I didn't know about the copyright/plagiarism accusations when I read it, but I was definitely struck by the style of Wolff's writing. I'd previously read and reviewed a current YA romantasy darling (Powerless by Lauren Roberts), which is one of the few books that I genuinely despised reading. Oh, that book made me so mad. Roberts is a BookTok influencer who wrote the book that she wanted to read (honestly, good for her), but it was the most nonsensical, amateurish mash-up of plot contrivances in order to achieve specific tropes that I'd ever had the displeasure of reading.

I wouldn't say that Sweet Nightmare is better developed or deeper than Powerless. But the execution was buttery smooth. It read to me as a veteran writer hitting their mark as quickly and efficiently as possible, over and over again. Every chapter was extremely short (93 chapters in 493 pages!) and set a lightning-fast sequence of very loosely connected dramatic events that don't really make too much sense if you think about it for more than a minute, but you're never really given a chance to think about it for more than a minute.

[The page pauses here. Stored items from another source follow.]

//! Search strategies: a table of pure scoring functions.
//!
//! Each strategy filters and orders an already-visible candidate set. Every
//! ordering ends its tie-break chain with the service id, so identical
//! inputs over unchanged data always produce identical output.

use chrono::{DateTime, Utc};

use crate::common::{EngineError, EngineResult, GeoPoint};
use crate::config::EngineConfig;
use crate::domains::search::query::SearchQuery;
use crate::domains::services::models::{OperatingStatus, Service};

/// Strategy selected by name at call time.
#[derive(Debug, Clone, Copy, PartialEq, Eq)]
pub enum Strategy {
    Text,
    Geographic,
    Category,
    Emergency,
    Availability,
    Smart,
}

impl Strategy {
    pub fn names() -> &'static [&'static str] {
        &[
            "text",
            "geographic",
            "category",
            "emergency",
            "availability",
            "smart",
        ]
    }

    /// Resolve a strategy name. Unknown names fail closed - there is no
    /// fallback strategy.
    pub fn parse(name: &str) -> EngineResult<Self> {
        match name {
            "text" => Ok(Strategy::Text),
            "geographic" => Ok(Strategy::Geographic),
            "category" => Ok(Strategy::Category),
            "emergency" => Ok(Strategy::Emergency),
            "availability" => Ok(Strategy::Availability),
            "smart" => Ok(Strategy::Smart),
            _ => Err(EngineError::Configuration(format!(
                "unknown search strategy '{}', available: {}",
                name,
                Strategy::names().join(", ")
            ))),
        }
    }
}

/// Inputs shared by every scoring function.
pub struct RankContext<'a> {
    pub query: &'a SearchQuery,
    pub config: &'a EngineConfig,
    pub now: DateTime<Utc>,
}

/// Run one strategy over the candidate set.
pub fn score_and_order(
    strategy: Strategy,
    candidates: Vec<Service>,
    ctx: &RankContext<'_>,
) -> EngineResult<Vec<Service>> {
    match strategy {
        Strategy::Text => Ok(text(candidates, ctx)),
        Strategy::Geographic => geographic(candidates, ctx),
        Strategy::Category => category(candidates, ctx),
        Strategy::Emergency => emergency(candidates, ctx),
        Strategy::Availability => Ok(availability(candidates, ctx)),
        Strategy::Smart => Ok(smart(candidates, ctx)),
    }
}

// =============================================================================
// Individual strategies
// =============================================================================

/// Case-insensitive substring match over name/description/tags; relevance is
/// the number of matched fields.
fn text(candidates: Vec<Service>, ctx: &RankContext<'_>) -> Vec<Service> {
    let needle = ctx
        .query
        .free_text
        .as_deref()
        .unwrap_or("")
        .trim()
        .to_lowercase();

    if needle.is_empty() {
        let mut all = candidates;
        sort_by_name_then_id(&mut all);
        return all;
    }

    let mut scored: Vec<(usize, Service)> = candidates
        .into_iter()
        .filter_map(|service| {
            let score = text_relevance(&service, &needle);
            (score > 0).then_some((score, service))
        })
        .collect();

    scored.sort_by(|a, b| {
        b.0.cmp(&a.0)
            .then_with(|| name_key(&a.1).cmp(&name_key(&b.1)))
            .then_with(|| a.1.id.cmp(&b.1.id))
    });

    scored.into_iter().map(|(_, service)| service).collect()
}

/// Distance-ordered; out-of-radius candidates are excluded before scoring.
fn geographic(candidates: Vec<Service>, ctx: &RankContext<'_>) -> EngineResult<Vec<Service>> {
    let user = require_location(ctx, "geographic")?;

    let mut hits: Vec<(f64, Service)> = candidates
        .into_iter()
        .filter_map(|service| {
            let distance = user.distance_km(&service.position);
            match ctx.query.max_distance_km {
                Some(radius) if distance > radius => None,
                _ => Some((distance, service)),
            }
        })
        .collect();

    sort_by_distance_then_id(&mut hits);
    Ok(hits.into_iter().map(|(_, service)| service).collect())
}

/// Exact category match, no scoring. Distance order when a location is
/// given, name order otherwise.
fn category(candidates: Vec<Service>, ctx: &RankContext<'_>) -> EngineResult<Vec<Service>> {
    let wanted = ctx.query.category.ok_or_else(|| {
        EngineError::Validation("category strategy requires a category".into())
    })?;

    let mut matches: Vec<Service> = candidates
        .into_iter()
        .filter(|service| service.category == wanted)
        .collect();

    match ctx.query.user_location {
        Some(user) => {
            let mut hits: Vec<(f64, Service)> = matches
                .into_iter()
                .map(|service| (user.distance_km(&service.position), service))
                .collect();
            sort_by_distance_then_id(&mut hits);
            Ok(hits.into_iter().map(|(_, service)| service).collect())
        }
        None => {
            sort_by_name_then_id(&mut matches);
            Ok(matches)
        }
    }
}

/// Emergency-eligible, open now, inside the radius; closest and least-full
/// first.
fn emergency(candidates: Vec<Service>, ctx: &RankContext<'_>) -> EngineResult<Vec<Service>> {
    let user = require_location(ctx, "emergency")?;
    let radius = ctx
        .query
        .max_distance_km
        .unwrap_or(ctx.config.emergency_radius_km);

    let mut hits: Vec<(f64, Service)> = candidates
        .into_iter()
        .filter(|service| service.is_emergency_service && service.is_open_now(ctx.now))
        .filter_map(|service| {
            let distance = user.distance_km(&service.position);
            (distance <= radius).then_some((distance, service))
        })
        .collect();

    hits.sort_by(|a, b| {
        a.0.total_cmp(&b.0)
            .then_with(|| a.1.capacity_ratio().total_cmp(&b.1.capacity_ratio()))
            .then_with(|| a.1.id.cmp(&b.1.id))
    });

    Ok(hits.into_iter().map(|(_, service)| service).collect())
}

/// Least-full first, excluding full services entirely.
fn availability(candidates: Vec<Service>, ctx: &RankContext<'_>) -> Vec<Service> {
    let mut open: Vec<Service> = candidates
        .into_iter()
        .filter(|service| service.operating_status != OperatingStatus::Full)
        .collect();

    let user = ctx.query.user_location;
    open.sort_by(|a, b| {
        a.capacity_ratio()
            .total_cmp(&b.capacity_ratio())
            .then_with(|| match user {
                Some(point) => point
                    .distance_km(&a.position)
                    .total_cmp(&point.distance_km(&b.position)),
                None => name_key(a).cmp(&name_key(b)),
            })
            .then_with(|| a.id.cmp(&b.id))
    });
    open
}

/// Weighted blend of normalized distance, text relevance, and availability.
/// Verified listings win ties.
fn smart(candidates: Vec<Service>, ctx: &RankContext<'_>) -> Vec<Service> {
    let needle = ctx
        .query
        .free_text
        .as_deref()
        .unwrap_or("")
        .trim()
        .to_lowercase();
    let user = ctx.query.user_location;

    // Text and radius act as filters first, like the dedicated strategies.
    let filtered: Vec<(f64, usize, Service)> = candidates
        .into_iter()
        .filter_map(|service| {
            let relevance = if needle.is_empty() {
                0
            } else {
                let r = text_relevance(&service, &needle);
                if r == 0 {
                    return None;
                }
                r
            };
            let distance = user
                .map(|point| point.distance_km(&service.position))
                .unwrap_or(0.0);
            if let (Some(radius), Some(_)) = (ctx.query.max_distance_km, user) {
                if distance > radius {
                    return None;
                }
            }
            Some((distance, relevance, service))
        })
        .collect();

    // Normalize distance against the furthest remaining candidate.
    let distance_norm = ctx.query.max_distance_km.unwrap_or_else(|| {
        filtered
            .iter()
            .map(|(d, _, _)| *d)
            .fold(0.0_f64, f64::max)
    });

    let (w_distance, w_text, w_availability) = ctx.config.smart_weights.normalized();

    let mut scored: Vec<(f64, Service)> = filtered
        .into_iter()
        .map(|(distance, relevance, service)| {
            let distance_score = if user.is_none() {
                0.5
            } else if distance_norm <= 0.0 {
                1.0
            } else {
                (1.0 - distance / distance_norm).clamp(0.0, 1.0)
            };
            let text_score = if needle.is_empty() {
                0.5
            } else {
                relevance as f64 / 3.0
            };
            let availability_score = availability_score(&service);

            let score = w_distance * distance_score
                + w_text * text_score
                + w_availability * availability_score;
            (score, service)
        })
        .collect();

    scored.sort_by(|a, b| {
        b.0.total_cmp(&a.0)
            .then_with(|| b.1.is_verified.cmp(&a.1.is_verified))
            .then_with(|| name_key(&a.1).cmp(&name_key(&b.1)))
            .then_with(|| a.1.id.cmp(&b.1.id))
    });

    scored.into_iter().map(|(_, service)| service).collect()
}

// =============================================================================
// Shared scoring helpers
// =============================================================================

/// Number of fields (name, description, tags) containing the needle.
fn text_relevance(service: &Service, needle: &str) -> usize {
    let mut matched = 0;
    if service.name.to_lowercase().contains(needle) {
        matched += 1;
    }
    if service.description.to_lowercase().contains(needle) {
        matched += 1;
    }
    if service
        .tags
        .iter()
        .any(|tag| tag.to_lowercase().contains(needle))
    {
        matched += 1;
    }
    matched
}

/// Remaining headroom as a 0..=1 score; closures score zero.
fn availability_score(service: &Service) -> f64 {
    match service.operating_status {
        OperatingStatus::Closed | OperatingStatus::TemporarilyClosed => 0.0,
        _ => (1.0 - service.capacity_ratio()).clamp(0.0, 1.0),
    }
}

fn require_location(ctx: &RankContext<'_>, strategy: &str) -> EngineResult<GeoPoint> {
    ctx.query.user_location.ok_or_else(|| {
        EngineError::Validation(format!("{strategy} strategy requires a user location"))
    })
}

fn name_key(service: &Service) -> String {
    service.name.to_lowercase()
}

fn sort_by_name_then_id(services: &mut [Service]) {
    services.sort_by(|a, b| name_key(a).cmp(&name_key(b)).then_with(|| a.id.cmp(&b.id)));
}

fn sort_by_distance_then_id(hits: &mut [(f64, Service)]) {
    hits.sort_by(|a, b| a.0.total_cmp(&b.0).then_with(|| a.1.id.cmp(&b.1.id)));
}

#[cfg(test)]
mod tests {
    use super::*;

    #[test]
    fn test_parse_known_strategies() {
        for name in Strategy::names() {
            assert!(Strategy::parse(name).is_ok());
        }
    }

    #[test]
    fn test_unknown_strategy_fails_closed() {
        let err = Strategy::parse("nearest").unwrap_err();
        assert!(matches!(err, EngineError::Configuration(_)));
    }
}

Reading that Wolff heavily collaborates in the process of writing for Entangled makes a lot of sense. Everyone involved knows that they're writing slop and is endeavoring to serve slop with maximum efficiency. It kind of reminds me of watching a good crew absolutely demolishing a lunch rush at McDonald's.

Ironically though, when I come back to thinking about why Powerless took off in spite of its painfully amateur execution, I keep coming back to those rough edges. My totally unsubstantiated take is that Roberts captured the market because while her tropes didn't fit together extremely well, they were just different enough, just provocative enough, to invite speculation and excitement. I've read a couple of other romantasy titles aiming for the same niche as Wolff and Roberts at varying levels of polish. None of them made me as angry as Roberts' book because Powerless had a few ideas that I *wanted* to be executed better and failed me, whereas all of the rest competently created something totally predictable.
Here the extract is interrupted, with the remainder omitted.